> **PROBLEM DETAILS**: Copy the entries exactly, leaving out nothing.

> **RECORDS FOR THE EXERCISE**:

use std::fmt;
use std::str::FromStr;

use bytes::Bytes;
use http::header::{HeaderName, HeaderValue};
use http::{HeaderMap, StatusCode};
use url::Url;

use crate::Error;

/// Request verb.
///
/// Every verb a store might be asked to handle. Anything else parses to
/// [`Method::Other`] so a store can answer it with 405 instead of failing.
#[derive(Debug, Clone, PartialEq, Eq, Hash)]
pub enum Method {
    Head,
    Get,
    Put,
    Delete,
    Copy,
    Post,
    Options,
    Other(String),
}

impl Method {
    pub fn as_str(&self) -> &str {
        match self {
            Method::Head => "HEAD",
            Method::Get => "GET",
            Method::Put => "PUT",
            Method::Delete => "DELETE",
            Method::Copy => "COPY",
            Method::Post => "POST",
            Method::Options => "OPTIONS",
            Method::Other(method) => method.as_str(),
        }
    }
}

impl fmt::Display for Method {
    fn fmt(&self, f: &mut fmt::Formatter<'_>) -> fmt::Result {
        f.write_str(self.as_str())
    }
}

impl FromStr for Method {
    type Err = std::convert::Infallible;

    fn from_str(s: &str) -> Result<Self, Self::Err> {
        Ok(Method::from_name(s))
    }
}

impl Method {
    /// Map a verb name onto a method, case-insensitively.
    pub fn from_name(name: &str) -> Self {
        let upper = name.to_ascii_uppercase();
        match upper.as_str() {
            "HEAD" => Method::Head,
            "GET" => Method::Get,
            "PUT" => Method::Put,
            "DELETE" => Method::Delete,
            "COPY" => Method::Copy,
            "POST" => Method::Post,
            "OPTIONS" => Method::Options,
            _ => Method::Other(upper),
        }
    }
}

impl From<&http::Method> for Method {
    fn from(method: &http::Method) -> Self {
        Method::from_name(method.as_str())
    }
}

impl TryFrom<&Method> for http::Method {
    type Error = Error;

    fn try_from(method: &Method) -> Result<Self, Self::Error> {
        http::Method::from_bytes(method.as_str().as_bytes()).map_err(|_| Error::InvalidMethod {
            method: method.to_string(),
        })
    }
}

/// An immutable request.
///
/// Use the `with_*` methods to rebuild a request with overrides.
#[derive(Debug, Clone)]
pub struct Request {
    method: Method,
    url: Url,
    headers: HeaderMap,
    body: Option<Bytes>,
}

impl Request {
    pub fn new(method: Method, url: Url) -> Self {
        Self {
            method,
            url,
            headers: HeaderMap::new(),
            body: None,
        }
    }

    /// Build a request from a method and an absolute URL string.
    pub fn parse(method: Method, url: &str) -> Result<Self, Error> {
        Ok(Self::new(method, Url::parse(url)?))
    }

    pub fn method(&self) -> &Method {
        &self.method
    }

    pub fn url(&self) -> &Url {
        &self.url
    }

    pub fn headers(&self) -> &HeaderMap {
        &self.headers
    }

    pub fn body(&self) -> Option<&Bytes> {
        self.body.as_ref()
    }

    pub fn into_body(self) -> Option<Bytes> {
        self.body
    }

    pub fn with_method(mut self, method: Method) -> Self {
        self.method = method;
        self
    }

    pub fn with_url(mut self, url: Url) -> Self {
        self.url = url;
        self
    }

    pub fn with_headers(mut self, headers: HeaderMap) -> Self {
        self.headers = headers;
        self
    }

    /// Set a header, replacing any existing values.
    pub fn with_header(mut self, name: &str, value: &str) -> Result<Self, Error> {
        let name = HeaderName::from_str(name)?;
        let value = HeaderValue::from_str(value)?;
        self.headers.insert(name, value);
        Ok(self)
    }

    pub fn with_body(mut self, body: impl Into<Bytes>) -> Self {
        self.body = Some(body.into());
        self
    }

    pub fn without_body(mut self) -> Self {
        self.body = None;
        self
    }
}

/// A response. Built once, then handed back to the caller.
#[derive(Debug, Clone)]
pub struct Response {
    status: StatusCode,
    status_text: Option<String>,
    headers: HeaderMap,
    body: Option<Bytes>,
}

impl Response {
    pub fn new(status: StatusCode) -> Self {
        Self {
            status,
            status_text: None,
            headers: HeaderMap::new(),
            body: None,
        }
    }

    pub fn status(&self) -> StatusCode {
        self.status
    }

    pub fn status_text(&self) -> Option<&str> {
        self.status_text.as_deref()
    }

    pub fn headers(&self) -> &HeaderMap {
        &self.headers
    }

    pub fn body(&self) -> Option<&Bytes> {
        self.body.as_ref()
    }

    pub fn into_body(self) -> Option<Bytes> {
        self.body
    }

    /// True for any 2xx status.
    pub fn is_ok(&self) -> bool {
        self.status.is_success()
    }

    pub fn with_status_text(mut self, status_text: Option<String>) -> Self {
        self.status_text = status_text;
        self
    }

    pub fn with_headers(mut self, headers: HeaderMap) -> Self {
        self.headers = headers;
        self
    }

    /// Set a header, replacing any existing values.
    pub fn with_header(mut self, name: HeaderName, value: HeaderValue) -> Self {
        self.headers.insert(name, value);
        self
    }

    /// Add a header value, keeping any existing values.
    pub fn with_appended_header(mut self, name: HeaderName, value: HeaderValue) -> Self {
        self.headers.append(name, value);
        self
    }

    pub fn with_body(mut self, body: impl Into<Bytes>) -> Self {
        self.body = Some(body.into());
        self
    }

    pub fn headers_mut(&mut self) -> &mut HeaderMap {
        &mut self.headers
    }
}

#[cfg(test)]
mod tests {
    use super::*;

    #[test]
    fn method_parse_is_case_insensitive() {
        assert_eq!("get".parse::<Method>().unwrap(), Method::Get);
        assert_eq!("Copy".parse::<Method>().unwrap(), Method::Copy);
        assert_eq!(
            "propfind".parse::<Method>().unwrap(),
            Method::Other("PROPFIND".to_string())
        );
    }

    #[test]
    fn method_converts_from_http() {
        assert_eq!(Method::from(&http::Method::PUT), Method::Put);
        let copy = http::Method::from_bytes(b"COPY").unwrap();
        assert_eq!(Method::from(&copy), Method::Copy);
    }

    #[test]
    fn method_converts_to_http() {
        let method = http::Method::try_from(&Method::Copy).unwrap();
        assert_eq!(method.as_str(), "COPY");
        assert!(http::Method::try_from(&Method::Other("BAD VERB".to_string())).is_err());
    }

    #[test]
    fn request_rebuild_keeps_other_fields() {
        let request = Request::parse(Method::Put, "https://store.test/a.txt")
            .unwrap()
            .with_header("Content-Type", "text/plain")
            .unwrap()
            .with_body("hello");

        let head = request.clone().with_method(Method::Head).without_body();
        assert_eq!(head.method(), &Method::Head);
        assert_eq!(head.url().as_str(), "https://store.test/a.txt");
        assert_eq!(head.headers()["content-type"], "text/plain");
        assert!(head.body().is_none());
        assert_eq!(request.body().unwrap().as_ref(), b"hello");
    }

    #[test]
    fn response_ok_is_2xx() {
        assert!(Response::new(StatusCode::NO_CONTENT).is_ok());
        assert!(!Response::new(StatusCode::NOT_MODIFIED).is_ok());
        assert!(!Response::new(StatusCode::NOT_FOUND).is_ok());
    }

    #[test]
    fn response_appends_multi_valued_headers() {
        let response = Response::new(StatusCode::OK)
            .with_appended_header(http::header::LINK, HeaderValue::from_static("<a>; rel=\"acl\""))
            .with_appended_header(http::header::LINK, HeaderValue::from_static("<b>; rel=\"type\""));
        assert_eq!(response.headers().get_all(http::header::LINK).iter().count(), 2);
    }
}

> **PROBLEM SOLUTION**:
use std::fmt;
use std::str::FromStr;

use bytes::Bytes;
use http::header::{HeaderName, HeaderValue};
use http::{HeaderMap, StatusCode};
use url::Url;

use crate::Error;

/// Request verb.
///
/// Every verb a store might be asked to handle. Anything else parses to
/// [`Method::Other`] so a store can answer it with 405 instead of failing.
#[derive(Debug, Clone, PartialEq, Eq, Hash)]
pub enum Method {
    Head,
    Get,
    Put,
    Delete,
    Copy,
    Post,
    Options,
    Other(String),
}

impl Method {
    pub fn as_str(&self) -> &str {
        match self {
            Method::Head => "HEAD",
            Method::Get => "GET",
            Method::Put => "PUT",
            Method::Delete => "DELETE",
            Method::Copy => "COPY",
            Method::Post => "POST",
            Method::Options => "OPTIONS",
            Method::Other(method) => method.as_str(),
        }
    }
}

impl fmt::Display for Method {
    fn fmt(&self, f: &mut fmt::Formatter<'_>) -> fmt::Result {
        f.write_str(self.as_str())
    }
}

impl FromStr for Method {
    type Err = std::convert::Infallible;

    fn from_str(s: &str) -> Result<Self, Self::Err> {
        Ok(Method::from_name(s))
    }
}

impl Method {
    /// Map a verb name onto a method, case-insensitively.
    pub fn from_name(name: &str) -> Self {
        let upper = name.to_ascii_uppercase();
        match upper.as_str() {
            "HEAD" => Method::Head,
            "GET" => Method::Get,
            "PUT" => Method::Put,
            "DELETE" => Method::Delete,
            "COPY" => Method::Copy,
            "POST" => Method::Post,
            "OPTIONS" => Method::Options,
            _ => Method::Other(upper),
        }
    }
}

impl From<&http::Method> for Method {
    fn from(method: &http::Method) -> Self {
        Method::from_name(method.as_str())
    }
}

impl TryFrom<&Method> for http::Method {
    type Error = Error;

    fn try_from(method: &Method) -> Result<Self, Self::Error> {
        http::Method::from_bytes(method.as_str().as_bytes()).map_err(|_| Error::InvalidMethod {
            method: method.to_string(),
        })
    }
}

/// An immutable request.
///
/// Use the `with_*` methods to rebuild a request with overrides.
#[derive(Debug, Clone)]
pub struct Request {
    method: Method,
    url: Url,
    headers: HeaderMap,
    body: Option<Bytes>,
}

impl Request {
    pub fn new(method: Method, url: Url) -> Self {
        Self {
            method,
            url,
            headers: HeaderMap::new(),
            body: None,
        }
    }

    /// Build a request from a method and an absolute URL string.
    pub fn parse(method: Method, url: &str) -> Result<Self, Error> {
        Ok(Self::new(method, Url::parse(url)?))
    }

    pub fn method(&self) -> &Method {
        &self.method
    }

    pub fn url(&self) -> &Url {
        &self.url
    }

    pub fn headers(&self) -> &HeaderMap {
        &self.headers
    }

    pub fn body(&self) -> Option<&Bytes> {
        self.body.as_ref()
    }

    pub fn into_body(self) -> Option<Bytes> {
        self.body
    }

    pub fn with_method(mut self, method: Method) -> Self {
        self.method = method;
        self
    }

    pub fn with_url(mut self, url: Url) -> Self {
        self.url = url;
        self
    }

    pub fn with_headers(mut self, headers: HeaderMap) -> Self {
        self.headers = headers;
        self
    }

    /// Set a header, replacing any existing values.
    pub fn with_header(mut self, name: &str, value: &str) -> Result<Self, Error> {
        let name = HeaderName::from_str(name)?;
        let value = HeaderValue::from_str(value)?;
        self.headers.insert(name, value);
        Ok(self)
    }

    pub fn with_body(mut self, body: impl Into<Bytes>) -> Self {
        self.body = Some(body.into());
        self
    }

    pub fn without_body(mut self) -> Self {
        self.body = None;
        self
    }
}

/// A response. Built once, then handed back to the caller.
#[derive(Debug, Clone)]
pub struct Response {
    status: StatusCode,
    status_text: Option<String>,
    headers: HeaderMap,
    body: Option<Bytes>,
}

impl Response {
    pub fn new(status: StatusCode) -> Self {
        Self {
            status,
            status_text: None,
            headers: HeaderMap::new(),
            body: None,
        }
    }

    pub fn status(&self) -> StatusCode {
        self.status
    }

    pub fn status_text(&self) -> Option<&str> {
        self.status_text.as_deref()
    }

    pub fn headers(&self) -> &HeaderMap {
        &self.headers
    }

    pub fn body(&self) -> Option<&Bytes> {
        self.body.as_ref()
    }

    pub fn into_body(self) -> Option<Bytes> {
        self.body
    }

    /// True for any 2xx status.
    pub fn is_ok(&self) -> bool {
        self.status.is_success()
    }

    pub fn with_status_text(mut self, status_text: Option<String>) -> Self {
        self.status_text = status_text;
        self
    }

    pub fn with_headers(mut self, headers: HeaderMap) -> Self {
        self.headers = headers;
        self
    }

    /// Set a header, replacing any existing values.
    pub fn with_header(mut self, name: HeaderName, value: HeaderValue) -> Self {
        self.headers.insert(name, value);
        self
    }

    /// Add a header value, keeping any existing values.
    pub fn with_appended_header(mut self, name: HeaderName, value: HeaderValue) -> Self {
        self.headers.append(name, value);
        self
    }

    pub fn with_body(mut self, body: impl Into<Bytes>) -> Self {
        self.body = Some(body.into());
        self
    }

    pub fn headers_mut(&mut self) -> &mut HeaderMap {
        &mut self.headers
    }
}

#[cfg(test)]
mod tests {
    use super::*;

    #[test]
    fn method_parse_is_case_insensitive() {
        assert_eq!("get".parse::<Method>().unwrap(), Method::Get);
        assert_eq!("Copy".parse::<Method>().unwrap(), Method::Copy);
        assert_eq!(
            "propfind".parse::<Method>().unwrap(),
            Method::Other("PROPFIND".to_string())
        );
    }

    #[test]
    fn method_converts_from_http() {
        assert_eq!(Method::from(&http::Method::PUT), Method::Put);
        let copy = http::Method::from_bytes(b"COPY").unwrap();
        assert_eq!(Method::from(&copy), Method::Copy);
    }

    #[test]
    fn method_converts_to_http() {
        let method = http::Method::try_from(&Method::Copy).unwrap();
        assert_eq!(method.as_str(), "COPY");
        assert!(http::Method::try_from(&Method::Other("BAD VERB".to_string())).is_err());
    }

    #[test]
    fn request_rebuild_keeps_other_fields() {
        let request = Request::parse(Method::Put, "https://store.test/a.txt")
            .unwrap()
            .with_header("Content-Type", "text/plain")
            .unwrap()
            .with_body("hello");

        let head = request.clone().with_method(Method::Head).without_body();
        assert_eq!(head.method(), &Method::Head);
        assert_eq!(head.url().as_str(), "https://store.test/a.txt");
        assert_eq!(head.headers()["content-type"], "text/plain");
        assert!(head.body().is_none());
        assert_eq!(request.body().unwrap().as_ref(), b"hello");
    }

    #[test]
    fn response_ok_is_2xx() {
        assert!(Response::new(StatusCode::NO_CONTENT).is_ok());
        assert!(!Response::new(StatusCode::NOT_MODIFIED).is_ok());
        assert!(!Response::new(StatusCode::NOT_FOUND).is_ok());
    }

    #[test]
    fn response_appends_multi_valued_headers() {
        let response = Response::new(StatusCode::OK)
            .with_appended_header(http::header::LINK, HeaderValue::from_static("<a>; rel=\"acl\""))
            .with_appended_header(http::header::LINK, HeaderValue::from_static("<b>; rel=\"type\""));
        assert_eq!(response.headers().get_all(http::header::LINK).iter().count(), 2);
    }
}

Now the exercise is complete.